When his father is involved in another accident, he pressures fledgling
driver Andy to take responsibility, heightening his son’s mental
anguish. Having heard of the Aboriginal practice of a walkabout, Andy
chooses to pit himself against the Wisconsin wilderness, calling his
journey a walkaway—a walkabout with purpose. Methodically, Carter
reveals that Andy became catatonic after an earlier episode with his
father and how, alone and unmedicated, his behavior becomes every bit
as aberrant as his father’s binges, in a realistic depiction of the
complicated co-dependent relationship between alcoholic father and
child.... The interactions between Andy and his addicted father are
achingly authentic, providing a painful yet hopeful glimpse into the
volatile life of an addict and his son. (Fiction. 12 & up) --Kirkus
Review
From the book jacket:
Andy is fed
up with his dysfunctional family’s impossible problems: his father’s
alcoholism, his mother’s avoidance tactics, his older brother’s
condescension. He’s walking away from it all--physically, into the
wilderness of the Wisconsin woods, mentally, into the dark reaches of
his own mind. Andy confronts the challenges of survival in the rugged
terrain, battles illness and the elements, and successfully eludes his
pursuers; but he cannot flee from his own emotional demons.
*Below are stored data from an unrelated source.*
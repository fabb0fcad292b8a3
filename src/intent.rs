//! Intent behind a single state change.

use tracing::debug;

const DISK_VALUE_NULL: i32 = -1;
const DISK_VALUE_UNINTENTIONAL: i32 = 0;
const DISK_VALUE_INTENTIONAL: i32 = 1;

/// Whether the application user intended a state change to happen.
///
/// Intentional generally means app code called into the framework, usually in response to a user input event, to
/// trigger the change. Calling disconnect from a button handler is intentional; a device dropping out of range is not.
/// A reconnect scheduled by the framework after an unexpected disconnect is unintentional from the user's point of
/// view even though the programmer asked for it, so intents are best used for analytics and debugging rather than to
/// gate application logic.
#[derive(Debug, Clone, Copy, Default, PartialEq, Eq, PartialOrd, Ord, Hash)]
pub enum ChangeIntent {
    /// No change happened for the queried state.
    #[default]
    Null,
    /// The state change was not intentional.
    Unintentional,
    /// The state change was intentional.
    Intentional,
}

impl ChangeIntent {
    /// Every intent.
    pub const ALL: [ChangeIntent; 3] = [ChangeIntent::Null, ChangeIntent::Unintentional, ChangeIntent::Intentional];

    /// The integer value to persist.
    ///
    /// The encoding is fixed per variant and does not depend on the order the variants are declared in.
    pub const fn to_disk_value(self) -> i32 {
        match self {
            ChangeIntent::Intentional => DISK_VALUE_INTENTIONAL,
            ChangeIntent::Unintentional => DISK_VALUE_UNINTENTIONAL,
            ChangeIntent::Null => DISK_VALUE_NULL,
        }
    }

    /// Transforms a value produced by [`to_disk_value`][ChangeIntent::to_disk_value] back into an intent.
    ///
    /// Returns [`Null`][ChangeIntent::Null] if `disk_value` is not recognized.
    pub fn from_disk_value(disk_value: i32) -> Self {
        match Self::ALL.into_iter().find(|intent| intent.to_disk_value() == disk_value) {
            Some(intent) => intent,
            None => {
                debug!("unrecognized change intent disk value {}", disk_value);
                ChangeIntent::Null
            }
        }
    }

    /// Returns `true` unless this is [`Null`][ChangeIntent::Null].
    pub fn is_change(self) -> bool {
        self != ChangeIntent::Null
    }
}

impl From<ChangeIntent> for i32 {
    fn from(intent: ChangeIntent) -> Self {
        intent.to_disk_value()
    }
}

impl From<i32> for ChangeIntent {
    fn from(disk_value: i32) -> Self {
        ChangeIntent::from_disk_value(disk_value)
    }
}

impl std::fmt::Display for ChangeIntent {
    fn fmt(&self, f: &mut std::fmt::Formatter<'_>) -> std::fmt::Result {
        f.write_str(match self {
            ChangeIntent::Null => "null",
            ChangeIntent::Unintentional => "unintentional",
            ChangeIntent::Intentional => "intentional",
        })
    }
}

#[cfg(feature = "serde")]
impl serde::Serialize for ChangeIntent {
    fn serialize<S: serde::Serializer>(&self, serializer: S) -> Result<S::Ok, S::Error> {
        serializer.serialize_i32(self.to_disk_value())
    }
}

#[cfg(feature = "serde")]
impl<'de> serde::Deserialize<'de> for ChangeIntent {
    fn deserialize<D: serde::Deserializer<'de>>(deserializer: D) -> Result<Self, D::Error> {
        deserializer.deserialize_i64(DiskValueVisitor)
    }
}

/// Reads any integer; values that do not fit an `i32` can't be a disk value and read as `Null`.
#[cfg(feature = "serde")]
struct DiskValueVisitor;

#[cfg(feature = "serde")]
impl<'de> serde::de::Visitor<'de> for DiskValueVisitor {
    type Value = ChangeIntent;

    fn expecting(&self, f: &mut std::fmt::Formatter<'_>) -> std::fmt::Result {
        f.write_str("an integer change intent disk value")
    }

    fn visit_i64<E: serde::de::Error>(self, v: i64) -> Result<Self::Value, E> {
        Ok(i32::try_from(v).map_or(ChangeIntent::Null, ChangeIntent::from_disk_value))
    }

    fn visit_u64<E: serde::de::Error>(self, v: u64) -> Result<Self::Value, E> {
        Ok(i32::try_from(v).map_or(ChangeIntent::Null, ChangeIntent::from_disk_value))
    }

    fn visit_i128<E: serde::de::Error>(self, v: i128) -> Result<Self::Value, E> {
        Ok(i32::try_from(v).map_or(ChangeIntent::Null, ChangeIntent::from_disk_value))
    }

    fn visit_u128<E: serde::de::Error>(self, v: u128) -> Result<Self::Value, E> {
        Ok(i32::try_from(v).map_or(ChangeIntent::Null, ChangeIntent::from_disk_value))
    }
}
This gripping portrait of a troubled young man’s desperate
attempt to escape from his problems is a harrowing survival adventure
filled with drama and suspense, and laced with dark humor....
Alden Carter, who spent much of his childhood in
northern Wisconsin, where Walkaway is set, wrote the novel “to carry
out in fiction a fantasy I had as a teenager. Like most young people
from troubled families, I dreamed of escaping to live on my own in some
ideal place. In my case, I fantasized about living in the wilderness. I
knew it wasn’t a very practical idea, but it helped me get to sleep on
many nights. Eventually, life provided better answers to the problems I
longed to escape. Still, I wonder sometimes how it might have been had
I--to use Andy’s term--gone on a ‘walkaway.’”
***
From noted reviewer Cooper
Renner.
Where Gary Paulsen might have made this a novel of a
successful survival in such a life, Carter delves into a far more
likely scenario: a young man's immaturity and inability to make
life-changing decisions. Andy is a likable, but deeply flawed,
character whom young readers are likely first to identify with and then
to be fearful for, as Carter brings Andy's problems to the fore. Andy's
narration is frank, gruff and sometimes crude, in the way of
15-year-old boys, and this novel is not for readers who want easy
resolutions and rainbows at the end of every cloud, but for those
unafraid to deal with serious issues. A serious and mature work.
(Four stars on Amazon.)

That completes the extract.